How would you feel if you didnt pull out of the purchase, then a few months later your partner still hadnt landed a job paying about the same as they're on now?

You could regret that for a very long time

Feelingstrange2 · 21/05/2025 23:25

Do you have to declare changes in circumstances? That's the initial question.

verycloakanddaggers · 21/05/2025 23:31

The norm is you have to tell your lender if your circs change - check the paperwork and don't proceed without telling them if supposed to. It's possible they'll retract the offer.

Heronwatcher · 22/05/2025 06:18

If on paper you could still manage comfortably even if he didn’t get a job for the whole three years (does seem unlikely), I’d go ahead.

Smoronic · 22/05/2025 06:22

You don't say if your partner is a man or a woman. Age discrimination is worse for women so it might not be as simple to walk into another job. But maybe if the 'they' is a man it'll be fine.

Gasp0deTheW0nderD0g · 22/05/2025 06:24

I'd go for it.

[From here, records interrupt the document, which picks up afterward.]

//! Infrastructure adapters and runtime bootstrap.

pub mod appwrite;
pub mod error;
pub mod kv;
pub mod telemetry;
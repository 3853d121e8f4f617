//! Domain layer types and invariants.

pub mod comments;
pub mod error;
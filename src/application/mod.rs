//! Application layer: collaborator contracts and error mapping.

pub mod error;
pub mod repos;
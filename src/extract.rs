//! Listing page to [`ListingRecord`]
//!
//! Every derived field is parsed on its own and falls back to a zero or
//! default value; only a missing title or an empty property table rejects
//! the whole listing.

use chrono::Utc;
use std::collections::BTreeMap;
use tracing::debug;

use crate::config::{FuelKeyword, ScraperConfig};
use crate::dom::{DocumentQuery, Role};
use crate::error::ExtractError;
use crate::types::{ListingRecord, SellerType};

/// Field name (after label translation) to raw text, for one listing
pub type RawProperties = BTreeMap<String, String>;

const MILEAGE_UNITS: &[&str] = &["km", "mi"];

/// Digits of the price text; "45 000 ₼" -> 45000
pub fn parse_price(text: Option<&str>) -> f64 {
    let digits: String = text
        .unwrap_or_default()
        .chars()
        .filter(|c| c.is_ascii_digit())
        .collect();
    digits.parse().unwrap_or(0.0)
}

/// Engine volume from "2.0 L/245 a.g./Benzin" -> 2.0
pub fn parse_engine_size(text: Option<&str>) -> f64 {
    let Some(text) = text else {
        return 0.0;
    };
    let volume = text.split('/').next().unwrap_or_default();
    let cleaned: String = volume
        .chars()
        .filter(|c| c.is_ascii_digit() || *c == '.')
        .collect();
    cleaned.parse().unwrap_or(0.0)
}

/// "120 000 km" -> 120000.0
pub fn parse_mileage(text: Option<&str>) -> f64 {
    let Some(text) = text else {
        return 0.0;
    };
    let compact: String = text.chars().filter(|c| !c.is_whitespace()).collect();
    let number = MILEAGE_UNITS
        .iter()
        .find_map(|unit| {
            let split = compact.len().checked_sub(unit.len())?;
            let suffix = compact.get(split..)?;
            suffix.eq_ignore_ascii_case(unit).then(|| &compact[..split])
        })
        .unwrap_or(compact.as_str());
    number.parse().unwrap_or(0.0)
}

pub fn parse_year(text: Option<&str>) -> i32 {
    text.and_then(|t| t.trim().parse().ok()).unwrap_or(0)
}

/// First keyword (case-insensitive) contained in `text`
pub fn match_fuel_keyword<'k>(keywords: &'k [FuelKeyword], text: &str) -> Option<&'k str> {
    let lower = text.to_lowercase();
    keywords
        .iter()
        .find(|k| lower.contains(&k.term.to_lowercase()))
        .map(|k| k.fuel_type.as_str())
}

/// Dealer wins when both blocks are present
pub fn seller_type(has_dealer_block: bool, has_private_block: bool) -> Option<SellerType> {
    if has_dealer_block {
        Some(SellerType::Dealer)
    } else if has_private_block {
        Some(SellerType::Private)
    } else {
        None
    }
}

fn non_empty(value: Option<String>) -> Option<String> {
    value.filter(|v| !v.trim().is_empty())
}

pub struct Extractor<'a> {
    config: &'a ScraperConfig,
}

impl<'a> Extractor<'a> {
    pub fn new(config: &'a ScraperConfig) -> Self {
        Self { config }
    }

    /// Name/value pairs of the property table, labels translated
    pub fn parse_properties(&self, doc: &impl DocumentQuery) -> RawProperties {
        let names = doc.nested_text(Role::PropertyItem, Role::PropertyName);
        let values = doc.nested_text(Role::PropertyItem, Role::PropertyValue);
        debug!(items = names.len(), "Found property items");

        let mut properties = RawProperties::new();
        for (name, value) in names.into_iter().zip(values) {
            let (Some(name), Some(value)) = (name, value) else {
                debug!("Skipping property item without name or value");
                continue;
            };
            let field = self.config.translate_label(&name).to_string();
            properties.insert(field, value);
        }
        properties
    }

    /// Explicit property, then engine text, then title, then the configured default.
    /// An explicit value is normalized through the keyword table when it matches one.
    pub fn fuel_type(&self, properties: &RawProperties, title: &str) -> String {
        let keywords = &self.config.fuel_keywords;
        let explicit = properties
            .get("fuel_type")
            .map(|f| f.trim())
            .filter(|f| !f.is_empty());
        if let Some(explicit) = explicit {
            return match_fuel_keyword(keywords, explicit)
                .unwrap_or(explicit)
                .to_string();
        }
        properties
            .get("engine_size")
            .and_then(|engine| match_fuel_keyword(keywords, engine))
            .or_else(|| match_fuel_keyword(keywords, title))
            .unwrap_or(self.config.default_fuel_type.as_str())
            .to_string()
    }

    pub fn extract(
        &self,
        doc: &impl DocumentQuery,
        listing_id: &str,
        url: &str,
    ) -> Result<ListingRecord, ExtractError> {
        let title = non_empty(doc.first_text(Role::Title)).ok_or(ExtractError::MissingTitle)?;

        let properties = self.parse_properties(doc);
        if properties.is_empty() {
            return Err(ExtractError::NoProperties);
        }

        let raw = |field: &str| properties.get(field).map(String::as_str);
        let passthrough = |field: &str| non_empty(properties.get(field).cloned());

        let now = Utc::now();
        Ok(ListingRecord {
            listing_id: listing_id.to_string(),
            price: parse_price(doc.first_text(Role::Price).as_deref()),
            year: parse_year(raw("year")),
            mileage: parse_mileage(raw("mileage")),
            engine_size: parse_engine_size(raw("engine_size")),
            body_type: passthrough("body_type"),
            color: passthrough("color"),
            fuel_type: self.fuel_type(&properties, &title),
            transmission: passthrough("transmission"),
            location: passthrough("location"),
            brand: passthrough("brand"),
            model: passthrough("model"),
            seller_type: seller_type(
                doc.exists(Role::DealerContact),
                doc.exists(Role::PrivateOwner),
            ),
            description: non_empty(doc.first_text(Role::Description)),
            images: doc.attr_all(Role::Photo, "src"),
            url: url.to_string(),
            title,
            created_at: now,
            updated_at: now,
        })
    }
}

Hope your partner gets a good new job ASAP, but you have a good buffer if she/he doesn't.

Springadorable · 22/05/2025 06:41

Definitely just go for it. Anything can happen in three years. You can get to two years and if still panicky then sell it and hopefully make some money on the house.

LuckysDadsHat · 22/05/2025 06:47

This happened to me 5 years ago. The exact scenario. We had already exchanged contracts though so we had to keep quiet and pray the mortgage company didn't find out! It all worked out in the end. I got a new job in 6 weeks and it has been fine since. We didn't have your level of savings either so it really was a very worrying time. I say go for it.

flyinghen · 22/05/2025 06:50

I would explain your circumstances personally and ask them to wait a couple of weeks for your husband to get a new job.